Page MenuHomePhabricator

Investigate using session cluster for Flink
Closed, ResolvedPublic5 Estimated Story Points

Description

Different Kubernetes Deployment Modes Docs -> https://ci.apache.org/projects/flink/flink-docs-release-1.12/deployment/resource-providers/standalone/kubernetes.html#deployment-modes

Currently the plan is deploy Flink using the Deploy Application Cluster which runs a single application. This means the streaming updater jar is bundled in the Flink image and that stopping the streaming updater job in Flink stops the entire Flink application. This makes it difficult for the Flink job to be stopped with a savepoint, as the Flink application cannot stay alive without the running Streaming Updater job.

It was suggested to use the Session Cluster, which would allow us to stop the job cleanly without stopping the entire Flink Application. This would allow any jobs to be stopped with savepoints (via the API or UI) and also started again from savepoints (again via API or UI). This would also allow multiple jobs to uploaded to one session cluster so that the WCQS (commons query service) updater could be run on the same Flink session cluster. Jars are uploaded to the session cluster, and in Flink HA mode, they are saved in Swift.
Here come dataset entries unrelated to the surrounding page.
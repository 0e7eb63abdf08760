// src/error.rs
//
// Error types shared by the serial link, the record store and the pipeline.

use thiserror::Error;

/// Failure on the serial link. Fatal to the current connection only.
#[derive(Debug, Error)]
pub enum TransportError {
    #[error("failed to open {address}: {reason}")]
    Open { address: String, reason: String },

    #[error("read error: {0}")]
    Read(#[from] std::io::Error),

    #[error("already connected to {0}")]
    AlreadyConnected(String),
}

/// Failure of a persistence call. The affected event is dropped.
#[derive(Debug, Error)]
pub enum StoreError {
    #[error("sqlite: {0}")]
    Sqlite(#[from] rusqlite::Error),

    #[error("store unavailable: {0}")]
    Unavailable(String),

    #[error("io: {0}")]
    Io(#[from] std::io::Error),
}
In the event that the Session cluster is shut down by SRE, any running jobs will be still resumed using the state stored in the HA configmaps.

AC:

  • documentation on what Session mode is (high level documentation, use case, links to Flink official doc)
  • common understanding between SRE and Search Platform about using Session mode
  • configuration change to enable session mode

Event Timeline

Gehel updated the task description. (Show Details)

Change 681495 had a related patch set uploaded (by Mstyles; author: Mstyles):

[wikidata/query/flink-rdf-streaming-updater@master] remove streaming updater jar

https://gerrit.wikimedia.org/r/681495

Change 681497 had a related patch set uploaded (by Mstyles; author: Mstyles):

[operations/deployment-charts@master] rdf-streaming-updater: use session mode

https://gerrit.wikimedia.org/r/681497

Change 671204 had a related patch set uploaded (by DCausse; author: Mstyles):

[operations/deployment-charts@master] rdf-streaming-updater: switch to H/A session-cluster

https://gerrit.wikimedia.org/r/671204

Change 681497 abandoned by DCausse:

[operations/deployment-charts@master] rdf-streaming-updater: use session mode

Reason:

squashed into parent

https://gerrit.wikimedia.org/r/681497

dcausse assigned this task to Mstyles.

We decided to go with the session cluster for now and evaluate moving to app cluster once we have more experience running flink over k8s

Change 671204 merged by jenkins-bot:

[operations/deployment-charts@master] rdf-streaming-updater: switch to H/A session-cluster

https://gerrit.wikimedia.org/r/671204

Change 681495 merged by jenkins-bot:

[wikidata/query/flink-rdf-streaming-updater@master] remove streaming updater jar

https://gerrit.wikimedia.org/r/681495